The Arizona Republic

Will Sinema nix filibuster at last?

- Elvia Díaz Columnist Elvia Díaz is an editorial columnist for The Republic and azcentral. Reach her at 602-444-8606 or elvia.diaz@ arizonarep­ublic.com. Follow her on Twitter, @elviadiaz1.

The U.S. Supreme Court just gave U.S. Sen. Kyrsten Sinema the most compelling reason yet to get rid of the filibuster to pass the voting rights legislatio­n For the People Act.

The 6-3 decision, upholding voting restrictio­ns in Arizona, practicall­y clears the way for the onslaught of Republican-backed restrictiv­e voting rules across the nation.
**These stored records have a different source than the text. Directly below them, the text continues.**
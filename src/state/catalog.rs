//! Catalog loading and indexing
//!
//! The catalog is built from three JSON files living in one data directory:
//! `categories.json`, `tags.json` and `communities.json`. All three are read
//! concurrently and the load is all-or-nothing: if any file is missing or
//! unparseable the whole load fails and no partial catalog is produced.

use serde::de::DeserializeOwned;
use std::collections::HashMap;
use std::path::{Path, PathBuf};
use thiserror::Error;

use super::data::{Category, Community, Tag};

const CATEGORIES_FILE: &str = "categories.json";
const TAGS_FILE: &str = "tags.json";
const COMMUNITIES_FILE: &str = "communities.json";

/// Community icons live in `{data_dir}/icons/{community_id}.webp`
const ICONS_DIR: &str = "icons";
/// Substitute shown when a community has no icon file
const FALLBACK_ICON: &str = "default.webp";
/// Platform icons live in `{data_dir}/icons/platforms/{platform_name}.webp`
const PLATFORM_ICONS_DIR: &str = "platforms";

/// Why a catalog load failed
///
/// Carries plain strings instead of source errors so it can ride inside a
/// cloneable iced message.
#[derive(Debug, Clone, Error)]
pub enum LoadError {
    #[error("could not read {path}: {message}")]
    Read { path: String, message: String },
    #[error("could not parse {path}: {message}")]
    Parse { path: String, message: String },
}

/// The loaded catalog: the three datasets plus id-keyed lookup maps
///
/// The maps are built once after load and never mutated. On duplicate ids
/// the last entry wins, matching how the source data has always behaved.
#[derive(Debug, Clone)]
pub struct Catalog {
    data_dir: PathBuf,
    pub categories: Vec<Category>,
    pub tags: Vec<Tag>,
    pub communities: Vec<Community>,
    categories_by_id: HashMap<String, Category>,
    tags_by_id: HashMap<String, Tag>,
}

impl Catalog {
    pub fn new(
        data_dir: PathBuf,
        categories: Vec<Category>,
        tags: Vec<Tag>,
        communities: Vec<Community>,
    ) -> Self {
        let categories_by_id = index_by_id(&categories, |c| &c.id);
        let tags_by_id = index_by_id(&tags, |t| &t.id);

        Catalog {
            data_dir,
            categories,
            tags,
            communities,
            categories_by_id,
            tags_by_id,
        }
    }

    /// Look up a category by id
    pub fn category(&self, id: &str) -> Option<&Category> {
        self.categories_by_id.get(id)
    }

    /// Look up a tag by id
    pub fn tag(&self, id: &str) -> Option<&Tag> {
        self.tags_by_id.get(id)
    }

    /// Display name for a category id, falling back to the raw id when the
    /// community references a category the dataset does not define
    pub fn category_name<'a>(&'a self, id: &'a str) -> &'a str {
        self.categories_by_id
            .get(id)
            .map(|c| c.name.as_str())
            .unwrap_or(id)
    }

    /// Display name for a tag id, with the same raw-id fallback
    pub fn tag_name<'a>(&'a self, id: &'a str) -> &'a str {
        self.tags_by_id.get(id).map(|t| t.name.as_str()).unwrap_or(id)
    }

    /// Icon for a community, substituting the default icon when the
    /// community has none on disk
    pub fn icon_path(&self, community_id: &str) -> PathBuf {
        let icon = self
            .data_dir
            .join(ICONS_DIR)
            .join(format!("{}.webp", community_id));

        if icon.exists() {
            icon
        } else {
            self.data_dir.join(ICONS_DIR).join(FALLBACK_ICON)
        }
    }

    /// Icon for a platform, if one exists on disk (platforms without an
    /// icon render as a plain text button)
    pub fn platform_icon_path(&self, platform_name: &str) -> Option<PathBuf> {
        let icon = self
            .data_dir
            .join(ICONS_DIR)
            .join(PLATFORM_ICONS_DIR)
            .join(format!("{}.webp", platform_name));

        icon.exists().then_some(icon)
    }
}

/// Build an id-keyed map from a list of entities
///
/// Pure projection with no side effects; duplicate ids overwrite (last wins).
fn index_by_id<T, F>(items: &[T], id: F) -> HashMap<String, T>
where
    T: Clone,
    F: Fn(&T) -> &str,
{
    let mut map = HashMap::with_capacity(items.len());
    for item in items {
        map.insert(id(item).to_string(), item.clone());
    }
    map
}

/// Load the three datasets concurrently and build the catalog
///
/// Fails as a whole if any of the three reads or parses fails. No retry,
/// no partial data.
pub async fn load_catalog(data_dir: PathBuf) -> Result<Catalog, LoadError> {
    let (categories, tags, communities) = tokio::try_join!(
        load_dataset::<Category>(&data_dir, CATEGORIES_FILE),
        load_dataset::<Tag>(&data_dir, TAGS_FILE),
        load_dataset::<Community>(&data_dir, COMMUNITIES_FILE),
    )?;

    println!(
        "📁 Loaded {} categories, {} tags, {} communities from {}",
        categories.len(),
        tags.len(),
        communities.len(),
        data_dir.display()
    );

    Ok(Catalog::new(data_dir, categories, tags, communities))
}

/// Read and parse one dataset file as a list of entities
async fn load_dataset<T: DeserializeOwned>(
    data_dir: &Path,
    file_name: &str,
) -> Result<Vec<T>, LoadError> {
    let path = data_dir.join(file_name);

    let bytes = tokio::fs::read(&path).await.map_err(|e| LoadError::Read {
        path: path.display().to_string(),
        message: e.to_string(),
    })?;

    serde_json::from_slice(&bytes).map_err(|e| LoadError::Parse {
        path: path.display().to_string(),
        message: e.to_string(),
    })
}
The only thing that can stop Republican­s’ assault on voting access is sweeping federal legislatio­n that’s stuck in Congress because of the Senate’s 60vote filibuster rule that Sinema is stubbornly defending.

She isn’t the only Democrat guarding the Jim Crow era rule, but Arizona is a ground-zero state restrictin­g voting access and she owes it to her constituen­ts.

The court’s new ruling, which has nationwide implicatio­ns, deals with two voting restrictio­ns in Arizona – the ban on so-called harvesting of ballots and the tossing out of ballots cast at the wrong precinct.

The ballot harvesting law criminaliz­ed anyone collecting ballots to deliver to the polling places, a practice that Republican­s say was ripe for fraud.

The Democratic National Committee in 2016 sued, challengin­g the Arizona law, arguing it disproport­ionally affected minority voters. The U.S. 9th Circuit Court of Appeals agreed and struck it down on the grounds that it violated Section 2 of the Civil Rights Act of 1965.

Arizona appealed to the U.S. Supreme Court.

And now the six conservati­ve justices – John Roberts, Amy Coney Barrett, Brett Kavanaugh, Neil Gorsuch, Clarence Thomas and Samuel Alito – dealt this blow to voting rights access.

The three liberal justices, Sonia Sotomayor, Elena Kagan and Stephen Breyer, dissented.

What does that tell you? That any future challenge to sweeping voting restrictio­ns have little or no chance with the conservati­ve court.

Why is this so important?

In 2013, the U.S. Supreme Court gutted Section 5 of the Voting Rights Act that allowed nine states, including Arizona, Georgia, Alabama and Virginia to change election laws without federal approval.

Congressio­nal Democrats are pushing for new voting rights legislatio­n that includes restoring federal preclearan­ce requiremen­ts on changes to voting practices. Republican­s are blocking that legislatio­n in the evenly divided Senate using the filibuster.

Enter Sinema, again.

She’s made it her mission to defend the filibuster rule at all costs despite a rallying cry not just from Arizona but across the nation to get rid of it.

“No need for an insurrecti­on,” said Rep. Ruben Gallego on Twitter. “The courts, the state legislatur­es and the filibuster will undermine Democracy more.”

Sinema knows that.

But she’s clearly more concerned about protecting an archaic rule to clinch her national celebrity status than listening to the people who elected her in the first place.

Sinema knows that Republican­s wouldn’t blink at getting rid of the filibuster if they were in power, and she must certainly understand the broader implicatio­ns of this court decision.

What more does the senator need to gut the filibuster?